From the confusion matrix, we can derive multiple performance metrics. The terminology here is standard but notoriously confusing, so let’s define each term precisely:

Metric

Formula

Value

Interpretation

Sensitivity (Recall)

TP/(TP+FN)

95%

Among people with cancer, what percentage does the test detect?

Specificity

TN/(TN+FP)

95%

Among people without cancer, what percentage does the test correctly identify?

Precision (PPV)

TP/(TP+FP)

1.9%

Among people who test positive, what percentage actually have cancer?

Accuracy

(TP+TN)/(TP+TN+FP+FN)

95%

Overall, what percentage of all classifications are correct?

The test has 95% sensitivity (catches 95% of actual cancers), 95% specificity (correctly identifies 95% of healthy people), and 95% overall accuracy. These numbers all sound excellent. Yet the precision—the answer to the question a patient with a positive test actually asks (“Do I have cancer?”)—is merely 1.9%. This is the paradox of screening for rare conditions.
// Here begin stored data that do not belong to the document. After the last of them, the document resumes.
//! Async tail loop feeding the dispatch queue.
//!
//! Reads new lines as they are appended, echoes each one to stdout, and hands
//! the ones that pass the line filter to a bounded channel. At end-of-stream
//! it sleeps for the poll interval and checks for truncation and rotation.

use std::io::Write;
use std::path::Path;
use std::time::Duration;

use tokio::sync::mpsc;
use tokio_util::sync::CancellationToken;

use crate::error::TailError;
use crate::reader::{LogPosition, RawLine, TailReader};

/// Predicate deciding whether a line is forwarded to the queue.
pub type LineFilterFn = Box<dyn Fn(&str) -> bool + Send + Sync + 'static>;

/// Destination for echoed lines.
pub type EchoWriter = Box<dyn Write + Send + 'static>;

/// Default interval between end-of-stream polls.
const DEFAULT_POLL_INTERVAL: Duration = Duration::from_millis(500);

/// Tailer settings.
#[derive(Debug, Clone)]
pub struct TailerConfig {
    /// Sleep between polls once the end of the file is reached.
    pub poll_interval: Duration,
    /// Reopen the path when it starts naming a different file.
    pub follow_rotation: bool,
    /// Print every line read to stdout. Turned off after the first write
    /// error, such as a closed pipe.
    pub echo: bool,
}

impl Default for TailerConfig {
    fn default() -> Self {
        Self {
            poll_interval: DEFAULT_POLL_INTERVAL,
            follow_rotation: true,
            echo: true,
        }
    }
}

/// Follows a single log file.
pub struct LogTailer {
    reader: TailReader,
    config: TailerConfig,
    filter: Option<LineFilterFn>,
    echo_out: EchoWriter,
}

impl LogTailer {
    /// Opens the log file positioned at its end.
    pub fn open(path: &Path, config: TailerConfig) -> Result<Self, TailError> {
        let reader = TailReader::open_at_end(path)?;
        Ok(Self {
            reader,
            config,
            filter: None,
            echo_out: Box::new(std::io::stdout()),
        })
    }

    /// Installs a filter; lines for which it returns `false` are echoed but
    /// not forwarded.
    pub fn with_filter(mut self, filter: LineFilterFn) -> Self {
        self.filter = Some(filter);
        self
    }

    /// Echoes to `out` instead of stdout.
    pub fn with_echo_writer(mut self, out: EchoWriter) -> Self {
        self.echo_out = out;
        self
    }

    /// Returns the current cursor.
    pub fn position(&mut self) -> Result<LogPosition, TailError> {
        Ok(self.reader.position()?)
    }

    /// Runs until cancelled, until the receiver is dropped, or until an I/O
    /// error makes further reading impossible.
    ///
    /// Sending blocks while the queue is full, so a slow consumer pauses
    /// reading instead of piling up pending sends.
    pub async fn run(
        mut self,
        lines: mpsc::Sender<RawLine>,
        cancel: CancellationToken,
    ) -> Result<(), TailError> {
        let file = self.reader.path().display().to_string();
        tracing::info!(%file, "started tailing log file");

        loop {
            if cancel.is_cancelled() {
                break;
            }

            let line = match self.reader.read_line() {
                Ok(Some(line)) => line,
                Ok(None) => {
                    tokio::select! {
                        _ = cancel.cancelled() => break,
                        _ = tokio::time::sleep(self.config.poll_interval) => {}
                    }
                    self.recover().inspect_err(|e| {
                        tracing::error!(%file, error = %e, "lost track of log file");
                    })?;
                    continue;
                }
                Err(e) => {
                    tracing::error!(%file, error = %e, "error reading log file");
                    return Err(e.into());
                }
            };

            if self.config.echo {
                self.echo(&line);
            }

            if let Some(filter) = &self.filter
                && !filter(line.as_str())
            {
                tracing::trace!(%line, "line filtered out");
                continue;
            }

            tokio::select! {
                _ = cancel.cancelled() => break,
                sent = lines.send(line) => {
                    if sent.is_err() {
                        tracing::debug!("line queue closed");
                        break;
                    }
                }
            }
        }

        tracing::info!(%file, "stopped tailing log file");
        Ok(())
    }

    /// Writes one line to the echo sink. A failed write disables echo for the
    /// rest of the run; tailing goes on.
    fn echo(&mut self, line: &RawLine) {
        let written = writeln!(self.echo_out, "{line}").and_then(|()| self.echo_out.flush());
        if let Err(e) = written {
            tracing::warn!(error = %e, "can't echo log lines, echo disabled");
            self.config.echo = false;
        }
    }

    /// Truncation first, then rotation.
    fn recover(&mut self) -> std::io::Result<()> {
        if self.reader.check_truncation()? {
            return Ok(());
        }
        if self.config.follow_rotation {
            self.reader.check_rotation()?;
        }
        Ok(())
    }
}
False negatives are catastrophic—missing someone who actually has cancer. Fortunately, with 95% sensitivity, these are rare (0.5 cases in our example).

False positives are merely anxiety-inducing—telling someone they might have cancer when they don’t. Unfortunately, these are common (499.5 cases in our example).

For all their limitations, Bayesian tests have been the foundation of medical diagnosis, quality control, security screening, and scientific inference for over a century. They remain indispensable because the alternative—human intuition—is systematically worse.

The Asymmetry Between Lab and Field#

There is a deep asymmetry between developing a test and deploying it. Pharmaceutical companies typically develop tests in laboratory settings with carefully balanced populations: perhaps 500 people with cancer and 500 without. The test’s job is to distinguish these two equal-sized groups. The point is this: In the lab, you see both ends (evidence and hypothesis), but in the field, only the evidence is available and the hypothesis has to be predicted.

In this balanced setting, the same 95% sensitivity and 95% specificity yield vastly different results:

  • True positives: 500 × 95% = 475

  • False positives: 500 × 5% = 25

  • Precision: 475/(475+25) = 95%

The precision is excellent! The test appears to work beautifully.

But when deployed in the field on the general population—where only 0.1% have cancer—that same test’s precision collapses to 1.9%. The test hasn’t changed; the population has. This asymmetry between development (balanced populations) and deployment (real-world base rates) is the source of most Bayesian confusion and most real-world disappointment with screening programs.

Causality#

In the cancer screening example, the hypothesis (cancer) causes the evidence (positive test). This is the typical pattern: fire causes alarm; transmitted signal causes received signal; physical phenomenon causes meter reading. The likelihood ratio quantifies how much we learn from observing the evidence.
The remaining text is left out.